◆ Work to be completed: Check each line of the listing, and copy it if it contains the word "selector".

◆ Records supplied:
//! Scheduler - the loop's notion of "now" and "wait"
//!
//! The control loop never calls `tokio::time` directly; it sleeps through
//! a [`Scheduler`] so tests can run the idle path without real time passing.

use std::sync::atomic::{AtomicU64, Ordering};
use std::sync::Arc;
use std::time::Duration;

use crate::{Clock, ManualClock};

/// Clock + sleep
#[trait_variant::make(Scheduler: Send)]
pub trait LocalScheduler {
    /// Current time, from the scheduler's origin
    fn now(&self) -> Duration;

    /// Yield to the runtime for at least `duration`
    async fn sleep(&self, duration: Duration);
}

/// Deterministic scheduler: sleeping advances a [`ManualClock`] instantly
#[derive(Debug, Clone, Default)]
pub struct ManualScheduler {
    clock: ManualClock,
    sleeps: Arc<AtomicU64>,
}

impl ManualScheduler {
    pub fn new(clock: ManualClock) -> Self {
        Self {
            clock,
            sleeps: Arc::new(AtomicU64::new(0)),
        }
    }

    pub fn clock(&self) -> &ManualClock {
        &self.clock
    }

    /// Number of `sleep` calls so far
    pub fn sleep_count(&self) -> u64 {
        self.sleeps.load(Ordering::Relaxed)
    }
}

impl Scheduler for ManualScheduler {
    fn now(&self) -> Duration {
        self.clock.now()
    }

    async fn sleep(&self, duration: Duration) {
        self.sleeps.fetch_add(1, Ordering::Relaxed);
        self.clock.advance(duration);
    }
}
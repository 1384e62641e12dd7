//! Tracker - selection + control for one loop

use contracts::{ContractError, Correction, Detection, TrackerBlueprint};
use tracing::{info, warn};

use crate::controller::{AimController, ControlParams};
use crate::selector::TargetSelector;

/// Detections in, correction out
#[derive(Debug, Clone)]
pub struct Tracker {
    profile: String,
    selector: TargetSelector,
    controller: AimController,
}

impl Tracker {
    pub fn new(
        profile: impl Into<String>,
        selector: TargetSelector,
        params: ControlParams,
    ) -> Self {
        Self {
            profile: profile.into(),
            selector,
            controller: AimController::new(params),
        }
    }

    /// Build from configuration, resolving the selected gain profile
    ///
    /// An unknown profile falls back to the default one with a warning.
    pub fn from_blueprint(blueprint: &TrackerBlueprint) -> Result<Self, ContractError> {
        let control = &blueprint.control;
        let (key, profile, fell_back) = control.resolve_profile().ok_or_else(|| {
            ContractError::config_validation("control.profiles", "no gain profile configured")
        })?;
        if fell_back {
            warn!(requested = %control.profile, using = key, "unknown gain profile, falling back");
        }

        let params = ControlParams::from_config(control, profile);
        info!(
            profile = key,
            label = %profile.label,
            filter = params.filter_enabled,
            base_gain = params.base_gain,
            gain_cap = params.gain_cap,
            target_offset = profile.target_offset,
            "tracker configured"
        );

        let perception = &blueprint.perception;
        let selector = TargetSelector::new(
            perception.primary_class,
            perception.secondary_class,
            profile.target_offset,
        );
        Ok(Self::new(key, selector, params))
    }

    /// Key of the gain profile in use
    pub fn profile(&self) -> &str {
        &self.profile
    }

    pub fn controller(&self) -> &AimController {
        &self.controller
    }

    pub fn step(&mut self, detections: &[Detection], width: u32, height: u32) -> Correction {
        let point = self.selector.select(detections);
        self.controller.compute(point, width, height)
    }

    pub fn reset(&mut self) {
        self.controller.reset();
    }
}
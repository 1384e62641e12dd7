//! Clock abstraction
//!
//! Loop-side timing (diagnostics windows, error log throttling) reads time
//! through [`Clock`] so tests can advance it by hand.

use std::sync::atomic::{AtomicU64, Ordering};
use std::sync::Arc;
use std::time::{Duration, Instant};

/// Monotonic time source, measured from an arbitrary origin
pub trait Clock: Send + Sync {
    /// Elapsed time since the clock's origin
    fn now(&self) -> Duration;
}

/// Wall clock backed by [`Instant`]
#[derive(Debug, Clone, Copy)]
pub struct MonotonicClock {
    origin: Instant,
}

impl MonotonicClock {
    pub fn new() -> Self {
        Self {
            origin: Instant::now(),
        }
    }
}

impl Default for MonotonicClock {
    fn default() -> Self {
        Self::new()
    }
}

impl Clock for MonotonicClock {
    #[inline]
    fn now(&self) -> Duration {
        self.origin.elapsed()
    }
}

/// Manually advanced clock
///
/// Clones share the same time, so a test can hold one handle while the
/// component under test holds another.
#[derive(Debug, Clone, Default)]
pub struct ManualClock {
    nanos: Arc<AtomicU64>,
}

impl ManualClock {
    pub fn new() -> Self {
        Self::default()
    }

    /// Move time forward
    pub fn advance(&self, by: Duration) {
        self.nanos
            .fetch_add(by.as_nanos() as u64, Ordering::SeqCst);
    }

    /// Jump to an absolute time
    pub fn set(&self, at: Duration) {
        self.nanos.store(at.as_nanos() as u64, Ordering::SeqCst);
    }
}

impl Clock for ManualClock {
    fn now(&self) -> Duration {
        Duration::from_nanos(self.nanos.load(Ordering::SeqCst))
    }
}

impl<C: Clock + ?Sized> Clock for Arc<C> {
    fn now(&self) -> Duration {
        (**self).now()
    }
}
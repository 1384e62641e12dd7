//! 配置解析模块
//!
//! 支持 TOML (主要) 和 JSON (可选) 格式。缺省的段落使用默认值。

use contracts::{ContractError, TrackerBlueprint};

/// 配置文件格式
#[derive(Debug, Clone, Copy, PartialEq, Eq)]
pub enum ConfigFormat {
    /// TOML 格式 (推荐)
    Toml,
    /// JSON 格式
    Json,
}

impl ConfigFormat {
    /// 从文件扩展名推断格式
    pub fn from_extension(ext: &str) -> Option<Self> {
        match ext.to_lowercase().as_str() {
            "toml" => Some(Self::Toml),
            "json" => Some(Self::Json),
            _ => None,
        }
    }
}

/// 解析 TOML 格式配置
pub fn parse_toml(content: &str) -> Result<TrackerBlueprint, ContractError> {
    toml::from_str(content).map_err(|e| ContractError::ConfigParse {
        message: format!("TOML parse error: {e}"),
        source: Some(Box::new(e)),
    })
}

/// 解析 JSON 格式配置
pub fn parse_json(content: &str) -> Result<TrackerBlueprint, ContractError> {
    serde_json::from_str(content).map_err(|e| ContractError::ConfigParse {
        message: format!("JSON parse error: {e}"),
        source: Some(Box::new(e)),
    })
}

/// 根据格式解析配置
pub fn parse(content: &str, format: ConfigFormat) -> Result<TrackerBlueprint, ContractError> {
    match format {
        ConfigFormat::Toml => parse_toml(content),
        ConfigFormat::Json => parse_json(content),
    }
}

#[cfg(test)]
mod tests {
    use super::*;
    use contracts::TransportKind;

    #[test]
    fn test_parse_toml_empty_uses_defaults() {
        let bp = parse_toml("").unwrap();
        assert_eq!(bp.region.max_roi, 256);
        assert_eq!(bp.transport.port, 12345);
        assert_eq!(bp.control.profile, "A");
    }

    #[test]
    fn test_parse_toml_sections() {
        let content = r#"
[region]
path = "/tmp/frames"
max_roi = 128

[transport]
kind = "log"

[control]
profile = "C"
prediction_factor = 2.0

[perception]
confidence = 0.6
fallback_asset = "portable.json"
"#;
        let bp = parse_toml(content).unwrap();
        assert_eq!(bp.region.path.to_str(), Some("/tmp/frames"));
        assert_eq!(bp.region.max_roi, 128);
        assert_eq!(bp.transport.kind, TransportKind::Log);
        assert_eq!(bp.transport.host, "127.0.0.1");
        assert_eq!(bp.control.profile, "C");
        assert_eq!(bp.control.prediction_factor, 2.0);
        assert_eq!(bp.control.profiles.len(), 3);
        assert!(bp.perception.fallback_asset.is_some());
    }

    #[test]
    fn test_parse_toml_custom_profile_table() {
        let content = r#"
[control]
profile = "fast"

[control.profiles.fast]
base_gain = 0.03
gain_cap = 0.08
"#;
        let bp = parse_toml(content).unwrap();
        let fast = &bp.control.profiles["fast"];
        assert!(fast.filter_enabled);
        assert_eq!(fast.target_offset, 0.0);
        assert_eq!(bp.control.profiles.len(), 1);
    }

    #[test]
    fn test_parse_json_minimal() {
        let content = r#"{
            "transport": { "host": "10.0.0.2", "port": 9000 },
            "diagnostics": { "enabled": true }
        }"#;
        let bp = parse_json(content).unwrap();
        assert_eq!(bp.transport.endpoint(), "10.0.0.2:9000");
        assert!(bp.diagnostics.enabled);
        assert_eq!(bp.diagnostics.interval_ms, 1000);
    }

    #[test]
    fn test_parse_toml_syntax_error() {
        let result = parse_toml("invalid toml [[[");
        assert!(matches!(result, Err(ContractError::ConfigParse { .. })));
    }

    #[test]
    fn test_parse_rejects_unknown_transport_kind() {
        let result = parse_toml("[transport]\nkind = \"serial\"\n");
        assert!(result.is_err());
    }

    #[test]
    fn test_format_from_extension() {
        assert_eq!(
            ConfigFormat::from_extension("TOML"),
            Some(ConfigFormat::Toml)
        );
        assert_eq!(
            ConfigFormat::from_extension("json"),
            Some(ConfigFormat::Json)
        );
        assert_eq!(ConfigFormat::from_extension("yaml"), None);
    }
}
//! Shared-memory frame header and materialized frame
//!
//! Header layout (little-endian, 48 bytes):
//!
//! ```text
//! off  size field
//!   0     4 magic          0x56414353 ("SCAV")
//!   4     2 version        1
//!   6     2 header_size    48
//!   8     4 sequence       odd = write in progress
//!  12     4 frame_id
//!  16     4 roi_x
//!  20     4 roi_y
//!  24     2 width
//!  26     2 height
//!  28     2 stride         bytes per row, >= width * 3
//!  30     2 pixel_format   1 = BGR24
//!  32     8 timestamp_us
//!  40     4 payload_size   == stride * height
//!  44     4 reserved
//! ```

use bytes::{Buf, BufMut, Bytes, BytesMut};
use serde::{Deserialize, Serialize};

use crate::ContractError;

/// Header magic ("SCAV")
pub const HEADER_MAGIC: u32 = 0x5641_4353;
/// Header protocol version
pub const HEADER_VERSION: u16 = 1;
/// Fixed header length in bytes
pub const HEADER_SIZE: usize = 48;
/// Byte offset of the sequence counter inside the header
pub const SEQUENCE_OFFSET: usize = 8;
/// The single supported pixel format
pub const PIXEL_FORMAT_BGR24: u16 = 1;
/// Bytes per BGR24 pixel
pub const BYTES_PER_PIXEL: usize = 3;
/// Default edge length of the published region of interest
pub const DEFAULT_MAX_ROI: u16 = 256;

/// Maximum payload for a square ROI of `max_roi` pixels
pub const fn max_payload_for_roi(max_roi: u16) -> usize {
    max_roi as usize * max_roi as usize * BYTES_PER_PIXEL
}

/// Total mapping size (header + max payload)
pub const fn mapping_size_for_roi(max_roi: u16) -> usize {
    HEADER_SIZE + max_payload_for_roi(max_roi)
}

/// Decoded shared-memory header
#[derive(Debug, Clone, Copy, PartialEq, Eq)]
pub struct FrameHeader {
    pub magic: u32,
    pub version: u16,
    pub header_size: u16,
    pub sequence: u32,
    pub frame_id: u32,
    pub roi_x: u32,
    pub roi_y: u32,
    pub width: u16,
    pub height: u16,
    pub stride: u16,
    pub pixel_format: u16,
    pub timestamp_us: u64,
    pub payload_size: u32,
    pub reserved: u32,
}

/// Reason a header was rejected
#[derive(Debug, Clone, Copy, PartialEq, Eq)]
pub enum HeaderFault {
    BadMagic,
    BadVersion,
    BadHeaderSize,
    BadPixelFormat,
    DimensionsTooSmall,
    StrideTooSmall,
    PayloadMismatch,
    PayloadOutOfRange,
}

impl HeaderFault {
    pub fn as_str(&self) -> &'static str {
        match self {
            Self::BadMagic => "bad_magic",
            Self::BadVersion => "bad_version",
            Self::BadHeaderSize => "bad_header_size",
            Self::BadPixelFormat => "bad_pixel_format",
            Self::DimensionsTooSmall => "dimensions_too_small",
            Self::StrideTooSmall => "stride_too_small",
            Self::PayloadMismatch => "payload_mismatch",
            Self::PayloadOutOfRange => "payload_out_of_range",
        }
    }
}

impl FrameHeader {
    /// Build a well-formed header for a tightly or loosely packed BGR24 frame
    pub fn new(frame_id: u32, width: u16, height: u16, stride: u16, timestamp_us: u64) -> Self {
        Self {
            magic: HEADER_MAGIC,
            version: HEADER_VERSION,
            header_size: HEADER_SIZE as u16,
            sequence: 0,
            frame_id,
            roi_x: 0,
            roi_y: 0,
            width,
            height,
            stride,
            pixel_format: PIXEL_FORMAT_BGR24,
            timestamp_us,
            payload_size: stride as u32 * height as u32,
            reserved: 0,
        }
    }

    /// Decode from the first [`HEADER_SIZE`] bytes of `buf`
    pub fn decode(buf: &[u8]) -> Result<Self, ContractError> {
        if buf.len() < HEADER_SIZE {
            return Err(ContractError::ProtocolMismatch {
                what: "frame header",
                expected: HEADER_SIZE,
                actual: buf.len(),
            });
        }

        let mut buf = &buf[..HEADER_SIZE];
        Ok(Self {
            magic: buf.get_u32_le(),
            version: buf.get_u16_le(),
            header_size: buf.get_u16_le(),
            sequence: buf.get_u32_le(),
            frame_id: buf.get_u32_le(),
            roi_x: buf.get_u32_le(),
            roi_y: buf.get_u32_le(),
            width: buf.get_u16_le(),
            height: buf.get_u16_le(),
            stride: buf.get_u16_le(),
            pixel_format: buf.get_u16_le(),
            timestamp_us: buf.get_u64_le(),
            payload_size: buf.get_u32_le(),
            reserved: buf.get_u32_le(),
        })
    }

    /// Encode into a fresh 48-byte buffer
    pub fn encode(&self) -> Bytes {
        let mut buf = BytesMut::with_capacity(HEADER_SIZE);
        buf.put_u32_le(self.magic);
        buf.put_u16_le(self.version);
        buf.put_u16_le(self.header_size);
        buf.put_u32_le(self.sequence);
        buf.put_u32_le(self.frame_id);
        buf.put_u32_le(self.roi_x);
        buf.put_u32_le(self.roi_y);
        buf.put_u16_le(self.width);
        buf.put_u16_le(self.height);
        buf.put_u16_le(self.stride);
        buf.put_u16_le(self.pixel_format);
        buf.put_u64_le(self.timestamp_us);
        buf.put_u32_le(self.payload_size);
        buf.put_u32_le(self.reserved);
        buf.freeze()
    }

    /// Active bytes per row (without row padding)
    #[inline]
    pub fn row_bytes(&self) -> usize {
        self.width as usize * BYTES_PER_PIXEL
    }

    /// Check protocol identity and geometry against `max_payload`
    pub fn check(&self, max_payload: usize) -> Result<(), HeaderFault> {
        if self.magic != HEADER_MAGIC {
            return Err(HeaderFault::BadMagic);
        }
        if self.version != HEADER_VERSION {
            return Err(HeaderFault::BadVersion);
        }
        if self.header_size as usize != HEADER_SIZE {
            return Err(HeaderFault::BadHeaderSize);
        }
        if self.pixel_format != PIXEL_FORMAT_BGR24 {
            return Err(HeaderFault::BadPixelFormat);
        }
        if self.width < 2 || self.height < 2 {
            return Err(HeaderFault::DimensionsTooSmall);
        }
        if (self.stride as usize) < self.row_bytes() {
            return Err(HeaderFault::StrideTooSmall);
        }
        if self.payload_size as usize != self.stride as usize * self.height as usize {
            return Err(HeaderFault::PayloadMismatch);
        }
        if self.payload_size == 0 || self.payload_size as usize > max_payload {
            return Err(HeaderFault::PayloadOutOfRange);
        }
        Ok(())
    }
}

/// A validated, contiguous BGR24 frame
///
/// Rows are packed (`width * 3` bytes each); any producer row padding has
/// been stripped.
#[derive(Debug, Clone, Serialize, Deserialize)]
pub struct Frame {
    /// Producer frame counter (wraps)
    pub frame_id: u32,

    /// Active width in pixels
    pub width: u32,

    /// Active height in pixels
    pub height: u32,

    /// Producer timestamp (microseconds)
    pub timestamp_us: u64,

    /// ROI origin within the producer's full image
    pub roi_x: u32,
    pub roi_y: u32,

    /// Packed BGR24 pixels
    pub data: Bytes,
}

impl Frame {
    /// Materialize a frame from a strided payload, keeping only the active sub-rectangle
    pub fn from_strided(header: &FrameHeader, payload: &[u8]) -> Result<Self, ContractError> {
        let row_bytes = header.row_bytes();
        let stride = header.stride as usize;
        let height = header.height as usize;

        let needed = stride * height;
        if payload.len() < needed {
            return Err(ContractError::ProtocolMismatch {
                what: "frame payload",
                expected: needed,
                actual: payload.len(),
            });
        }

        let data = if stride == row_bytes {
            Bytes::copy_from_slice(&payload[..needed])
        } else {
            let mut packed = BytesMut::with_capacity(row_bytes * height);
            for row in payload[..needed].chunks_exact(stride) {
                packed.extend_from_slice(&row[..row_bytes]);
            }
            packed.freeze()
        };

        Ok(Self {
            frame_id: header.frame_id,
            width: header.width as u32,
            height: header.height as u32,
            timestamp_us: header.timestamp_us,
            roi_x: header.roi_x,
            roi_y: header.roi_y,
            data,
        })
    }

    /// BGR value at (x, y); `None` outside the frame
    #[inline]
    pub fn pixel(&self, x: u32, y: u32) -> Option<[u8; 3]> {
        if x >= self.width || y >= self.height {
            return None;
        }
        let idx = (y as usize * self.width as usize + x as usize) * BYTES_PER_PIXEL;
        Some([self.data[idx], self.data[idx + 1], self.data[idx + 2]])
    }

    /// Crop a centered square of edge `size` (clamped to the frame)
    ///
    /// The crop's ROI origin is expressed in the same coordinate space as
    /// this frame's origin.
    pub fn crop_center(&self, size: u32) -> Frame {
        let w = size.min(self.width);
        let h = size.min(self.height);
        let x0 = (self.width - w) / 2;
        let y0 = (self.height - h) / 2;

        let src_row = self.width as usize * BYTES_PER_PIXEL;
        let dst_row = w as usize * BYTES_PER_PIXEL;
        let mut data = BytesMut::with_capacity(dst_row * h as usize);
        for y in y0..y0 + h {
            let start = y as usize * src_row + x0 as usize * BYTES_PER_PIXEL;
            data.extend_from_slice(&self.data[start..start + dst_row]);
        }

        Frame {
            frame_id: self.frame_id,
            width: w,
            height: h,
            timestamp_us: self.timestamp_us,
            roi_x: self.roi_x + x0,
            roi_y: self.roi_y + y0,
            data: data.freeze(),
        }
    }
}
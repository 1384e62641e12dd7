//! # Config Loader
//!
//! Configuration loading and parsing module.
//!
//! Responsibilities:
//! - Parse TOML/JSON configuration files
//! - Validate configuration legality
//! - Generate `TrackerBlueprint`
//!
//! # Example
//!
//! ```no_run
//! use config_loader::ConfigLoader;
//! use std::path::Path;
//!
//! let blueprint = ConfigLoader::load_from_path(Path::new("config.toml")).unwrap();
//! println!("Region: {}", blueprint.region.path.display());
//! ```

mod parser;
mod validator;

pub use contracts::TrackerBlueprint;
pub use parser::ConfigFormat;

use contracts::ContractError;
use std::path::Path;

/// Configuration loader
///
/// Provides static methods to load configuration from files or strings.
pub struct ConfigLoader;

impl ConfigLoader {
    /// Load configuration from file path
    ///
    /// Automatically detects format from file extension (.toml / .json).
    ///
    /// # Errors
    /// - File read failure
    /// - Unsupported format
    /// - Parse failure
    /// - Validation failure
    pub fn load_from_path(path: &Path) -> Result<TrackerBlueprint, ContractError> {
        let format = Self::detect_format(path)?;
        let content = Self::read_file(path)?;
        Self::load_from_str(&content, format)
    }

    /// Load configuration from string
    ///
    /// # Errors
    /// - Parse failure
    /// - Validation failure
    pub fn load_from_str(
        content: &str,
        format: ConfigFormat,
    ) -> Result<TrackerBlueprint, ContractError> {
        Self::parse_and_validate(content, format)
    }

    /// Re-validate a blueprint (e.g. after command-line overrides)
    pub fn validate(blueprint: &TrackerBlueprint) -> Result<(), ContractError> {
        validator::validate(blueprint)
    }

    /// Serialize TrackerBlueprint to TOML string
    pub fn to_toml(blueprint: &TrackerBlueprint) -> Result<String, ContractError> {
        toml::to_string_pretty(blueprint)
            .map_err(|e| ContractError::config_parse(format!("TOML serialize error: {e}")))
    }

    /// Serialize TrackerBlueprint to JSON string
    pub fn to_json(blueprint: &TrackerBlueprint) -> Result<String, ContractError> {
        serde_json::to_string_pretty(blueprint)
            .map_err(|e| ContractError::config_parse(format!("JSON serialize error: {e}")))
    }
}

impl ConfigLoader {
    /// Infer configuration format from file extension
    fn detect_format(path: &Path) -> Result<ConfigFormat, ContractError> {
        let ext = path.extension().and_then(|e| e.to_str()).ok_or_else(|| {
            ContractError::config_parse("cannot determine file format from extension")
        })?;

        ConfigFormat::from_extension(ext).ok_or_else(|| {
            ContractError::config_parse(format!("unsupported config format: .{ext}"))
        })
    }

    /// Read configuration file content
    fn read_file(path: &Path) -> Result<String, ContractError> {
        Ok(std::fs::read_to_string(path)?)
    }

    /// Parse and validate configuration content
    fn parse_and_validate(
        content: &str,
        format: ConfigFormat,
    ) -> Result<TrackerBlueprint, ContractError> {
        let blueprint = parser::parse(content, format)?;
        validator::validate(&blueprint)?;
        Ok(blueprint)
    }
}
//! Correction sinks

mod log;
mod udp;

pub use log::LogSink;
pub use udp::UdpSink;

use contracts::{
    ContractError, CorrectionPacket, CorrectionSink, TransportConfig, TransportKind,
};

use crate::error::TransportError;

/// Sink selected by `transport.kind`
///
/// `CorrectionSink` has async methods and is not object-safe, so the
/// configured choice is carried as an enum instead of a trait object.
#[derive(Debug)]
pub enum ConfiguredSink {
    Udp(UdpSink),
    Log(LogSink),
}

impl ConfiguredSink {
    /// Build the sink named by the config
    pub async fn from_config(config: &TransportConfig) -> Result<Self, TransportError> {
        match config.kind {
            TransportKind::Udp => Ok(Self::Udp(
                UdpSink::connect("udp", &config.endpoint()).await?,
            )),
            TransportKind::Log => Ok(Self::Log(LogSink::new("log"))),
        }
    }
}

impl CorrectionSink for ConfiguredSink {
    fn name(&self) -> &str {
        match self {
            Self::Udp(sink) => sink.name(),
            Self::Log(sink) => sink.name(),
        }
    }

    async fn send(&mut self, packet: &CorrectionPacket) -> Result<(), ContractError> {
        match self {
            Self::Udp(sink) => sink.send(packet).await,
            Self::Log(sink) => sink.send(packet).await,
        }
    }

    async fn close(&mut self) -> Result<(), ContractError> {
        match self {
            Self::Udp(sink) => sink.close().await,
            Self::Log(sink) => sink.close().await,
        }
    }
}
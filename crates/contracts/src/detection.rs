//! Detection - Perception output
//!
//! Detections are ephemeral: produced and consumed within one loop iteration.

use serde::{Deserialize, Serialize};

/// Axis-aligned bounding box in frame-local pixel coordinates
#[derive(Debug, Clone, Copy, PartialEq, Serialize, Deserialize)]
pub struct BoundingBox {
    pub x1: f32,
    pub y1: f32,
    pub x2: f32,
    pub y2: f32,
}

impl BoundingBox {
    pub fn new(x1: f32, y1: f32, x2: f32, y2: f32) -> Self {
        Self { x1, y1, x2, y2 }
    }

    #[inline]
    pub fn center(&self) -> (f64, f64) {
        (
            (self.x1 as f64 + self.x2 as f64) * 0.5,
            (self.y1 as f64 + self.y2 as f64) * 0.5,
        )
    }

    #[inline]
    pub fn width(&self) -> f64 {
        self.x2 as f64 - self.x1 as f64
    }

    #[inline]
    pub fn height(&self) -> f64 {
        self.y2 as f64 - self.y1 as f64
    }

    /// All four corners are finite numbers
    pub fn is_finite(&self) -> bool {
        [self.x1, self.y1, self.x2, self.y2]
            .iter()
            .all(|v| v.is_finite())
    }
}

/// Single detection
#[derive(Debug, Clone, Copy, PartialEq, Serialize, Deserialize)]
pub struct Detection {
    /// Model class id
    pub class_id: u32,

    /// Confidence in [0, 1]
    pub confidence: f32,

    /// Bounding box
    pub bbox: BoundingBox,
}

impl Detection {
    pub fn new(class_id: u32, confidence: f32, bbox: BoundingBox) -> Self {
        Self {
            class_id,
            confidence,
            bbox,
        }
    }
}

/// Which class tier a tracked point was derived from
#[derive(Debug, Clone, Copy, PartialEq, Eq, Serialize, Deserialize)]
#[serde(rename_all = "snake_case")]
pub enum TargetTier {
    /// Precise marker class
    Primary,
    /// Coarse reference-region class
    Secondary,
}

/// Point chosen from a detection set
#[derive(Debug, Clone, Copy, PartialEq, Serialize, Deserialize)]
pub struct TrackedPoint {
    pub x: f64,
    pub y: f64,
    pub tier: TargetTier,
}

impl TrackedPoint {
    #[inline]
    pub fn is_finite(&self) -> bool {
        self.x.is_finite() && self.y.is_finite()
    }
}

◆ Problem solution:
use crate::selector::TargetSelector;
    selector: TargetSelector,
        selector: TargetSelector,
            selector,
        let selector = TargetSelector::new(
        Ok(Self::new(key, selector, params))
        let point = self.selector.select(detections);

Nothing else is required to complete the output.